A verbatim reproduction of the lines below, from the line containing "fn array_of(&self, elem: Idx)" through the line containing "fn instantiate(&self, ctor: &morph_types::Constructor)", both ends included, is the whole required output.

#### Supplied information ####

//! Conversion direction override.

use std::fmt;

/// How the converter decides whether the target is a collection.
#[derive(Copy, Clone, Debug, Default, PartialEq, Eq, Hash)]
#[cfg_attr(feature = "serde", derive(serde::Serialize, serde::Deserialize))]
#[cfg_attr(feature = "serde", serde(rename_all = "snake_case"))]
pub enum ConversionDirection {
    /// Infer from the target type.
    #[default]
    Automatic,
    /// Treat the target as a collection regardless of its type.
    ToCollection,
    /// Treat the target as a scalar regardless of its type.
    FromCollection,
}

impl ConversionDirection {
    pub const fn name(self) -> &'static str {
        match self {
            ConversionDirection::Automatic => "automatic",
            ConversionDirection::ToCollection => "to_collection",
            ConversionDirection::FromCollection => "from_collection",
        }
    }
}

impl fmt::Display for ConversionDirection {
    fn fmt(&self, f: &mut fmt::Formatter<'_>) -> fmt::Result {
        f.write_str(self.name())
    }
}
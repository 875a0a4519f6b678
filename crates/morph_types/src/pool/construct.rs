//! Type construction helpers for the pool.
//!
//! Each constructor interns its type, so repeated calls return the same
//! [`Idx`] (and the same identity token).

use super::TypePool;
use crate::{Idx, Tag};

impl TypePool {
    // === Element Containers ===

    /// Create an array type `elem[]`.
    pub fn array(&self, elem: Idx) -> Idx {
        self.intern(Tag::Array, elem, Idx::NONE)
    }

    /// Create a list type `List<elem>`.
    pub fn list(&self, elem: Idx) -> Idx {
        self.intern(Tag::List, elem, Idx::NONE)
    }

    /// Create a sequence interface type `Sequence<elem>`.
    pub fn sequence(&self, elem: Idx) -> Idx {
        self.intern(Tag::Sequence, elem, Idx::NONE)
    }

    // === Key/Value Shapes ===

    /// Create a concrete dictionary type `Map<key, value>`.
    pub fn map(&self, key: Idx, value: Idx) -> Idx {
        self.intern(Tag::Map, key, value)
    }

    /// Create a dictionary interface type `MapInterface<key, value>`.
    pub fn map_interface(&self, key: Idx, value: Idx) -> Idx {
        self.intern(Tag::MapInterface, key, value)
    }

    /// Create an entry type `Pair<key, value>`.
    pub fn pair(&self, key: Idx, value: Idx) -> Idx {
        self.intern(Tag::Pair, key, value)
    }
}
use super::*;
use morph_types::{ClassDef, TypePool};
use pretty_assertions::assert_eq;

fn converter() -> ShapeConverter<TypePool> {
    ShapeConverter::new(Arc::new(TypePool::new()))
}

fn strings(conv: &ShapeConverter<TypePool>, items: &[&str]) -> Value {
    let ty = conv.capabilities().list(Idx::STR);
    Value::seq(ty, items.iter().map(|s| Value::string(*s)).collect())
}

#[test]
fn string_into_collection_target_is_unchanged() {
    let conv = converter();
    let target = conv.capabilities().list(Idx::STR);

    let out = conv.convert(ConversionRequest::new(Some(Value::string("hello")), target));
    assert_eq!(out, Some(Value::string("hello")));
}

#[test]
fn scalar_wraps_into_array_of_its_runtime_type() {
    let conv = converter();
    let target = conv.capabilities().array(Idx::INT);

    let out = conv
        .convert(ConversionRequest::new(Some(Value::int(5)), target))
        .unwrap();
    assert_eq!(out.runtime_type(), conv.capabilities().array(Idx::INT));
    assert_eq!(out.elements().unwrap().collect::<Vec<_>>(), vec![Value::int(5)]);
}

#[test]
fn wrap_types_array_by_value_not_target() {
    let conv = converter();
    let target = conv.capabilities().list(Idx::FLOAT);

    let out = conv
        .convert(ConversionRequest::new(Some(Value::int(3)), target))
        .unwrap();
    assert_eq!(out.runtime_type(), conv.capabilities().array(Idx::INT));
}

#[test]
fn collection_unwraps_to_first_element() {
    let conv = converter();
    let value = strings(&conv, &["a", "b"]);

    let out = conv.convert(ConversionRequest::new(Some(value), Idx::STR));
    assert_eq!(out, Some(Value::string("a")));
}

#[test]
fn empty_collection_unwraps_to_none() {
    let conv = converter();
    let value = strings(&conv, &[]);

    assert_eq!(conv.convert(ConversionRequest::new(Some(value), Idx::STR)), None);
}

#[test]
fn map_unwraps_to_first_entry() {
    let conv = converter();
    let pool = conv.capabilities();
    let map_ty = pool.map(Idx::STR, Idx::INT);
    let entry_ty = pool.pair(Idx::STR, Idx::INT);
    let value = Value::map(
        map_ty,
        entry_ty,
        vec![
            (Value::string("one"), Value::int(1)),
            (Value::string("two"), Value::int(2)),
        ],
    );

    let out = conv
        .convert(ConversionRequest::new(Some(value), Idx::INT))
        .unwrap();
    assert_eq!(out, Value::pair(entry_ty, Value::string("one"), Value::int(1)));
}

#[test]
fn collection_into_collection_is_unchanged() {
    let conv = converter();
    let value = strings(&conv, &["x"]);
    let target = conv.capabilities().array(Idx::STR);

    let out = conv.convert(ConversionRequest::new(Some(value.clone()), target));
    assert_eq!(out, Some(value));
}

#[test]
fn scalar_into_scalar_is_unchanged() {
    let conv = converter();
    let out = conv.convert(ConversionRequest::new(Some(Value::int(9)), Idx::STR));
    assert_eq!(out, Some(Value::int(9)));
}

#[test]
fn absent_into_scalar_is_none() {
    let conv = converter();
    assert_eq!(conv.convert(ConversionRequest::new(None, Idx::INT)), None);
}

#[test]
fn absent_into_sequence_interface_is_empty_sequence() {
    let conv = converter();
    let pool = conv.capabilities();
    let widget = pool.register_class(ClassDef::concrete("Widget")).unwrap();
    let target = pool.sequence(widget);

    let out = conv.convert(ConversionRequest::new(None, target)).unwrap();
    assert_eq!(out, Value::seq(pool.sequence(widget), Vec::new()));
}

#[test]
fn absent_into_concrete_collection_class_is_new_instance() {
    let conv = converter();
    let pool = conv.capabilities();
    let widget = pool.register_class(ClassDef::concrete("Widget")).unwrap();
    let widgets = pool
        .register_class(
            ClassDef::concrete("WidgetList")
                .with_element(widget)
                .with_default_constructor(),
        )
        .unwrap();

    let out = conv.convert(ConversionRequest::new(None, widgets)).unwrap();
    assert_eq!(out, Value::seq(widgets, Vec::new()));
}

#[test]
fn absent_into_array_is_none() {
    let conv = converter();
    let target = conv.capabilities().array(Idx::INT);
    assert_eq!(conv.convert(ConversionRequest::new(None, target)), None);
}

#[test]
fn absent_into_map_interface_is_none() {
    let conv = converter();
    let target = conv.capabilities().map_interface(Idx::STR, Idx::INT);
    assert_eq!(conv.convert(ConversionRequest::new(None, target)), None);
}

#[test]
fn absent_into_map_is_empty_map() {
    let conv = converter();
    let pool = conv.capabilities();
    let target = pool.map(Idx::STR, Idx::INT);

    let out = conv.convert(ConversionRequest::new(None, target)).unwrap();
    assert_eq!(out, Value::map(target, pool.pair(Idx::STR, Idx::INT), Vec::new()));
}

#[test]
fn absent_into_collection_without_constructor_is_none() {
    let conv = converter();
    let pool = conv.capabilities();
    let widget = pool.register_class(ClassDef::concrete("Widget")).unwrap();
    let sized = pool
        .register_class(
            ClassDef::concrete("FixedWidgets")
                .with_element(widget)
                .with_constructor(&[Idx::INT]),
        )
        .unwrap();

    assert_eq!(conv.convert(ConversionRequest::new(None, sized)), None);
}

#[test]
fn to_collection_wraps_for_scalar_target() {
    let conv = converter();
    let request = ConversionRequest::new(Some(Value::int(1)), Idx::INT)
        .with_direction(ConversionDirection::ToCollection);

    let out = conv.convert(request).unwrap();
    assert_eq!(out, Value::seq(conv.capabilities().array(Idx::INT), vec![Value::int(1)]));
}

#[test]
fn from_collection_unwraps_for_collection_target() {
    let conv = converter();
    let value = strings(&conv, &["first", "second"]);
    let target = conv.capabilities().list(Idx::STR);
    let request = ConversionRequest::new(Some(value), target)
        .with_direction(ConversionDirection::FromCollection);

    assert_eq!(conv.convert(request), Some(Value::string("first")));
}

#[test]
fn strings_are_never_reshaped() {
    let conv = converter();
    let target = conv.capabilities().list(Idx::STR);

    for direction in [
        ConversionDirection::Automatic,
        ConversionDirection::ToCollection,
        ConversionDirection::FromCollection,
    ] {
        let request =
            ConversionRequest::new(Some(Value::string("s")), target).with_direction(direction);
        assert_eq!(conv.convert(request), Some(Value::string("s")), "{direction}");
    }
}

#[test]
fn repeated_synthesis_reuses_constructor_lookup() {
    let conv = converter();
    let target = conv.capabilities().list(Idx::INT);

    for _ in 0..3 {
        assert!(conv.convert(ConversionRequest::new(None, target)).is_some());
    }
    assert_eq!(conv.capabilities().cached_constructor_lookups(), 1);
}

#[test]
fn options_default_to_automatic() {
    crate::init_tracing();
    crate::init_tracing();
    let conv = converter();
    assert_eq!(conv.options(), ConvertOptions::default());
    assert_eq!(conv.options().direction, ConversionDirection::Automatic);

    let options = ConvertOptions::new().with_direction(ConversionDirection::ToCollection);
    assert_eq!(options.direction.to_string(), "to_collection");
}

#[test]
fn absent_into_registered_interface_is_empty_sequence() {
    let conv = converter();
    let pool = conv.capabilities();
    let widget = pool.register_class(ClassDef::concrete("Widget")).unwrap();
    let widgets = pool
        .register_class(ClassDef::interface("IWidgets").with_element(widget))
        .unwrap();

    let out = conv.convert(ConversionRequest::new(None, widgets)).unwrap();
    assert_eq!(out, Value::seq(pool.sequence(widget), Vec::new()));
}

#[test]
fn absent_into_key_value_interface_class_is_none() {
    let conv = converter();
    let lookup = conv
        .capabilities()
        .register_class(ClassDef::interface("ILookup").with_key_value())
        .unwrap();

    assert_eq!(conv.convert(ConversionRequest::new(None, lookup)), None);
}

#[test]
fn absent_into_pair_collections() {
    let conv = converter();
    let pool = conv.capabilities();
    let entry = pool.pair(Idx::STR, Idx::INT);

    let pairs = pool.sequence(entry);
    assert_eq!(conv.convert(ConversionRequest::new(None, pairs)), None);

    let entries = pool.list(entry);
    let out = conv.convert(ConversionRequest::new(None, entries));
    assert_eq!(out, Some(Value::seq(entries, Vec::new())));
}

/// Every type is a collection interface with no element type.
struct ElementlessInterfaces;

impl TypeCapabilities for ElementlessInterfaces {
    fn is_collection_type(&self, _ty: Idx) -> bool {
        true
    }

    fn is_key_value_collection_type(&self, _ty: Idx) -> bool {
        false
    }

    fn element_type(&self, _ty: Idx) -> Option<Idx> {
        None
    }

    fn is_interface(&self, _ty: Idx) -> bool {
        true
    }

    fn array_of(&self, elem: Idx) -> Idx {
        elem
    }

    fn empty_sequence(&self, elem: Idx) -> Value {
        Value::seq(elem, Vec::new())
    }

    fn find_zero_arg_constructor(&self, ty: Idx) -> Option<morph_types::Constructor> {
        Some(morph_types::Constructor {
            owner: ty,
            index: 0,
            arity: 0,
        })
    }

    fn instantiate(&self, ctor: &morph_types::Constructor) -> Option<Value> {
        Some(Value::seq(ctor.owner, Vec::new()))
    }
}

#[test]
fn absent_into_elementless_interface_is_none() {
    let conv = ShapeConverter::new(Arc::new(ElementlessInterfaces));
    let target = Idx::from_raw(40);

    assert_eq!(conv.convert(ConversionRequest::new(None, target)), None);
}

####

-- Exercise output --
    fn array_of(&self, elem: Idx) -> Idx {
        elem
    }

    fn empty_sequence(&self, elem: Idx) -> Value {
        Value::seq(elem, Vec::new())
    }

    fn find_zero_arg_constructor(&self, ty: Idx) -> Option<morph_types::Constructor> {
        Some(morph_types::Constructor {
            owner: ty,
            index: 0,
            arity: 0,
        })
    }

    fn instantiate(&self, ctor: &morph_types::Constructor) -> Option<Value> {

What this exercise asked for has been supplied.